2. Hierbei ist der Grundsatz des rechtlichen Gehörs (§§ 62, 128 Abs 2 SGG, Art 103 Abs 1 GG) zu beachten. Er verlangt auch, dass das Gericht die Ausführungen der Beteiligten zur Kenntnis nehmen und in Erwägung ziehen muß.

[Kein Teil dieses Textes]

//! The outbound half of the internal replication hop: an HTTP client wrapping a single
//! peer's base URL.

use crate::record::{format_timestamp, parse_timestamp, Record};
use chrono::{DateTime, Utc};
use reqwest::{Client, StatusCode};
use url::Url;

pub const X_LAST_MODIFIED: &str = "x-last-modified";
pub const X_REPLICATED: &str = "x-replicated";

#[derive(Debug, thiserror::Error)]
pub enum ReplicaError {
    #[error("key not found on replica")]
    NotFound,

    #[error("request to replica failed: {0}")]
    Transport(#[from] reqwest::Error),

    #[error("replica returned unexpected status {0}")]
    UnexpectedStatus(StatusCode),

    #[error("replica base url is invalid: {0}")]
    InvalidUrl(#[from] url::ParseError),
}

/// Speaks the `/v0/entity` protocol to a single peer, on behalf of the coordinator's
/// fan-out. Every call this client makes sets `x-replicated: yes` and omits the
/// `replicas` query parameter, since the replicated hop always addresses exactly one
/// node.
pub struct ReplicaClient {
    base_url: Url,
    http: Client,
}

impl ReplicaClient {
    pub fn new(base_url: Url, http: Client) -> Self {
        Self { base_url, http }
    }

    fn entity_url(&self, key: &[u8]) -> Result<Url, ReplicaError> {
        let mut url = self.base_url.join("/v0/entity")?;
        url.query_pairs_mut()
            .append_pair("id", &String::from_utf8_lossy(key));
        Ok(url)
    }

    pub async fn get(&self, key: &[u8]) -> Result<Record, ReplicaError> {
        let url = self.entity_url(key)?;
        let response = self
            .http
            .get(url)
            .header(X_REPLICATED, "yes")
            .send()
            .await?;

        let timestamp_header = response
            .headers()
            .get(X_LAST_MODIFIED)
            .and_then(|v| v.to_str().ok())
            .and_then(parse_timestamp);

        match response.status() {
            StatusCode::OK => {
                let timestamp = timestamp_header.unwrap_or_else(Utc::now);
                let body = response.bytes().await?;
                Ok(Record::present(body.to_vec(), timestamp))
            }
            StatusCode::NOT_FOUND => match timestamp_header {
                Some(timestamp) => Ok(Record::tombstone(timestamp)),
                None => Err(ReplicaError::NotFound),
            },
            other => Err(ReplicaError::UnexpectedStatus(other)),
        }
    }

    pub async fn put(&self, key: &[u8], value: &[u8], timestamp: DateTime<Utc>) -> Result<(), ReplicaError> {
        let url = self.entity_url(key)?;
        let response = self
            .http
            .put(url)
            .header(X_REPLICATED, "yes")
            .header(X_LAST_MODIFIED, format_timestamp(timestamp))
            .body(value.to_vec())
            .send()
            .await?;

        match response.status() {
            StatusCode::CREATED => Ok(()),
            other => Err(ReplicaError::UnexpectedStatus(other)),
        }
    }

    pub async fn delete(&self, key: &[u8], timestamp: DateTime<Utc>) -> Result<(), ReplicaError> {
        let url = self.entity_url(key)?;
        let response = self
            .http
            .delete(url)
            .header(X_REPLICATED, "yes")
            .header(X_LAST_MODIFIED, format_timestamp(timestamp))
            .send()
            .await?;

        match response.status() {
            StatusCode::ACCEPTED => Ok(()),
            other => Err(ReplicaError::UnexpectedStatus(other)),
        }
    }
}
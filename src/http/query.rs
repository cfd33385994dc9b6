//! Parsing for the `/v0/entity` query string and the handful of headers that distinguish
//! an external client request from the internal replication hop.

use crate::http::error::ApiError;
use serde::Deserialize;

pub const X_LAST_MODIFIED: &str = "x-last-modified";
pub const X_REPLICATED: &str = "x-replicated";

#[derive(Debug, Deserialize)]
pub struct EntityQuery {
    pub id: String,
    pub replicas: Option<String>,
}

/// The resolved `ack`/`from` pair a request asks for, defaulting to `1/1`.
#[derive(Debug, Clone, Copy)]
pub struct Replicas {
    pub ack: usize,
    pub from: usize,
}

impl Replicas {
    pub const DEFAULT: Replicas = Replicas { ack: 1, from: 1 };

    /// Parse the `replicas=A/F` query value. Must match `^\d+/\d+$` with both numbers
    /// positive and `A <= F`; anything else is a validation failure.
    pub fn parse(raw: &str) -> Result<Self, ApiError> {
        let invalid = || ApiError::BadParameters(format!("malformed replicas parameter: {raw}"));

        let (ack_str, from_str) = raw.split_once('/').ok_or_else(invalid)?;
        if ack_str.is_empty()
            || from_str.is_empty()
            || !ack_str.bytes().all(|b| b.is_ascii_digit())
            || !from_str.bytes().all(|b| b.is_ascii_digit())
        {
            return Err(invalid());
        }
        let ack: usize = ack_str.parse().map_err(|_| invalid())?;
        let from: usize = from_str.parse().map_err(|_| invalid())?;
        if ack == 0 || from == 0 || ack > from {
            return Err(invalid());
        }
        Ok(Replicas { ack, from })
    }
}

impl EntityQuery {
    pub fn key_bytes(&self) -> Result<Vec<u8>, ApiError> {
        if self.id.is_empty() {
            return Err(ApiError::BadParameters("id must not be empty".into()));
        }
        Ok(self.id.clone().into_bytes())
    }

    pub fn replicas(&self) -> Result<Replicas, ApiError> {
        match &self.replicas {
            Some(raw) => Replicas::parse(raw),
            None => Ok(Replicas::DEFAULT),
        }
    }
}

3. Ein spätes Vorbringen allein rechtfertigt deshalb nicht die Unterlassung einer weiteren Sachaufklärung oder gar das Unberücksichtigtlassen wegen "verspäteten Vorbringens" durch das Gericht. Die -auch nur sinngemäße- Anwendung der im Zivilprozeß geltenden Regeln über ein verspätetes Vorbringen ist im sozialgerichtlichen Verfahren ausgeschlossen.

 

Orientierungssatz

Bei der Bildung des Gesamt-GdB ist eine kleinere Behinderung mit einem GdB von 20 nur dann zu berücksichtigen, wenn sie sich auf eine andere Behinderung besonders nachhaltig, verstärkend, auswirkt. Unberücksichtigt bleiben kann eine solche Behinderung dann, wenn sich die Auswirkungen völlig oder zum größten Teil überschneiden (vgl LSG Mainz vom 15.10.1998 - L 4 Vs 68/98).

 

Tatbestand

Die Beteiligten streiten über die Höhe des Grades der Behinderung (GdB) des Klägers nach dem Schwerbehindertengesetz.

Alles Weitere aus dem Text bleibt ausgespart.